Labyrinthian Treasures - 2011 Tikal 'Natural' Red Blend

2011 Tikal 'Natural' Red Blend
60% Malbec, 40% Syrah
Uco Valley, Argentina

Highly Recommended

This is the first wine from Argentina featured on the blog and it couldn't be a better introduction to the country and its burgeoning wine industry. My relationship with South American wine began like a lot of Americans, guzzling cheap and fruity magnums of Frontera and Concha y Toro over mounds of mediocre pasta with roommates in college. Our palates were unfettered by aroma wheels and 100 point ratings. Price was our only currency. Life was easy and uncomplicated.

As much nostalgia as I may have for that period of my life, the game has changed since college and for the better. Magnums have turned into 750ml bottles, cheap drunk is no longer the pinnacle of a weekend night, and our tastes have evolved in search of something more nuanced and, dare I say, intellectually satisfying. 

Enter this delicious red blend of Malbec and Syrah from Tikal in the Uco Valley south of Mendoza, Argentina. The grapes for this wine come from 100% certified organic vineyards that also achieved biodynamic certification in 2012. No fining or filtration were used, which is evident from the heavy sediment at the bottom of the bottle (pour it through a strainer or in a decanter to avoid getting into the glass). Even better, some of the grapes for this wine were grown in a vineyard shaped like a labyrinth. I'm not sure what to think of the vineyard, but if it's able to produce the deliciousness that's sitting in my glass right now, I could care less what shape it's in. 

Tikal's Labyrinth Vineyard in Vista Flores.

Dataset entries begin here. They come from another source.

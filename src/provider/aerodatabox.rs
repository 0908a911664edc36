use async_trait::async_trait;
use rand::Rng;
use serde::Deserialize;

use super::{decode, FlightProvider};
use crate::config::{credential, endpoint_url, ProviderConfig};
use crate::error::FlightError;
use crate::fetch::HttpClient;
use crate::model::{
    google_flights_url, round_cents, time_of_day, FlightResult, DEFAULT_ARRIVAL_TIME,
    DEFAULT_DEPARTURE_TIME, DEFAULT_DURATION,
};
use crate::query::LegQuery;

const HOST: &str = "aerodatabox.p.rapidapi.com";
const LIMIT: usize = 10;

#[derive(Debug, Deserialize)]
struct DeparturesResponse {
    #[serde(default)]
    departures: Vec<Movement>,
}

#[derive(Debug, Default, Deserialize)]
#[serde(default)]
struct Movement {
    airline: Option<Airline>,
    departure: Option<Endpoint>,
    arrival: Option<Endpoint>,
}

#[derive(Debug, Default, Deserialize)]
#[serde(default)]
struct Airline {
    iata: Option<String>,
}

#[derive(Debug, Default, Deserialize)]
#[serde(default, rename_all = "camelCase")]
struct Endpoint {
    airport: Option<Airport>,
    scheduled_time: Option<LocalTime>,
}

#[derive(Debug, Default, Deserialize)]
#[serde(default)]
struct Airport {
    iata: Option<String>,
}

#[derive(Debug, Default, Deserialize)]
#[serde(default)]
struct LocalTime {
    local: Option<String>,
}

/// AeroDataBox airport departure boards via RapidAPI. Schedules only; prices
/// are estimates.
pub struct AeroDataBox {
    api_key: Option<String>,
    base_url: String,
    http: HttpClient,
}

impl AeroDataBox {
    pub fn new(config: &ProviderConfig, http: HttpClient) -> Self {
        Self {
            api_key: credential(&config.rapidapi_key),
            base_url: config.endpoints.aerodatabox.clone(),
            http,
        }
    }
}

fn local_time(endpoint: &Option<Endpoint>, fallback: &str) -> String {
    endpoint
        .as_ref()
        .and_then(|e| e.scheduled_time.as_ref())
        .and_then(|t| t.local.as_deref())
        .and_then(time_of_day)
        .unwrap_or_else(|| fallback.to_string())
}

fn arrives_at(movement: &Movement, destination: &str) -> bool {
    movement
        .arrival
        .as_ref()
        .and_then(|a| a.airport.as_ref())
        .and_then(|a| a.iata.as_deref())
        .is_some_and(|iata| iata.eq_ignore_ascii_case(destination))
}

/// Maps a departure board onto results for `leg`, keeping only flights that
/// land at the leg's destination.
pub fn parse<R: Rng + ?Sized>(
    body: &str,
    leg: &LegQuery,
    rng: &mut R,
) -> Result<Vec<FlightResult>, FlightError> {
    let response: DeparturesResponse = decode(body)?;

    let flights = response
        .departures
        .iter()
        .filter(|m| arrives_at(m, &leg.destination))
        .take(LIMIT)
        .enumerate()
        .map(|(i, movement)| {
            let estimate = rng.gen_range(250.0..850.0) * f64::from(leg.passengers);
            FlightResult {
                id: leg.result_id("ADB", i),
                airline: movement
                    .airline
                    .as_ref()
                    .and_then(|a| a.iata.clone())
                    .unwrap_or_else(|| "XX".to_string()),
                from: leg.origin.clone(),
                to: leg.destination.clone(),
                date: leg.date.clone(),
                price: round_cents(estimate),
                currency: leg.currency.clone(),
                duration: DEFAULT_DURATION.to_string(),
                stops: 0,
                departure_time: local_time(&movement.departure, DEFAULT_DEPARTURE_TIME),
                arrival_time: local_time(&movement.arrival, DEFAULT_ARRIVAL_TIME),
                booking_url: google_flights_url(&leg.origin, &leg.destination, &leg.date),
                price_estimated: true,
            }
        })
        .collect();

    Ok(flights)
}

#[async_trait]
impl FlightProvider for AeroDataBox {
    fn name(&self) -> &str {
        "AeroDataBox"
    }

    fn is_enabled(&self) -> bool {
        self.api_key.is_some()
    }

    async fn fetch(&self, leg: &LegQuery) -> Result<Vec<FlightResult>, FlightError> {
        let api_key = self
            .api_key
            .clone()
            .ok_or_else(|| FlightError::Internal("RapidAPI key not configured".into()))?;

        let path = format!(
            "/flights/airports/iata/{origin}/{date}T00:00/{date}T23:59",
            origin = leg.origin,
            date = leg.date,
        );
        let url = endpoint_url(&self.base_url, &path);
        let params = [
            ("withLocation", "false".to_string()),
            ("direction", "Departure".to_string()),
        ];
        let headers = [
            ("X-RapidAPI-Key", api_key),
            ("X-RapidAPI-Host", HOST.to_string()),
        ];

        let body = self.http.get_text(&url, &params, &headers).await?;
        parse(&body, leg, &mut rand::thread_rng())
    }
}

My favorite Malbec-based wines from Argentina are bright and deep in color, focused on the nose and palate with equal parts dark, purple fruit and vibrant violet/floral with a healthy backbone of acidity and complimentary minerality. This wine hits all of those notes but the contribution of Syrah enhances each of those components even further.

In the glass, the wine is a pretty brilliant purple. On the nose, well-integrated notes of pure, dark purple fruits: boysenberry, blueberry, and blackberry. A bright violet floral component lifts the fruit on top of a healthy foundation of acidity and minerality. On the palate, the wine is medium bodied with a soft and silky mouthfeel similar to the fruit as the nose: boysenberry, blueberry, blackberry, and blackcurrant. Notes of spice, cassis, and coffee add an additional level of complexity. The alcohol is noticeable but not overwhelming and the the finish is long and well-balanced. This reminds me of a delicious northern Rhone Syrah I had recently and I think it would pair well with rich stews, grilled meats, and even BBQ. 

My only dig on this wine is the absurdly large and heavy bottle it comes in. It's unnecessary on a variety of levels, from increased waste and greenhouse gas emissions to higher product and transportation costs that end up being passed on to the consumer. Increased bottle weight has absolutely no correlation to higher quality wine, as shown by the Academic Wino here, though it's not always easy to find lighter bottles that don't look cheap, as documented by Tablas Creek's efforts to slim down their own packaging.

Bottle size and weight complaints aside, tasting notes do not do this justice, this wine is alive and full of character. It was an absolute joy to drink and it over delivers on quality and price. This wine is everything I look for in a bottle under $20: small production, sustainably farmed grapes, and minimal intervention in the winery. I couldn't get enough and regret not purchasing more. Get it!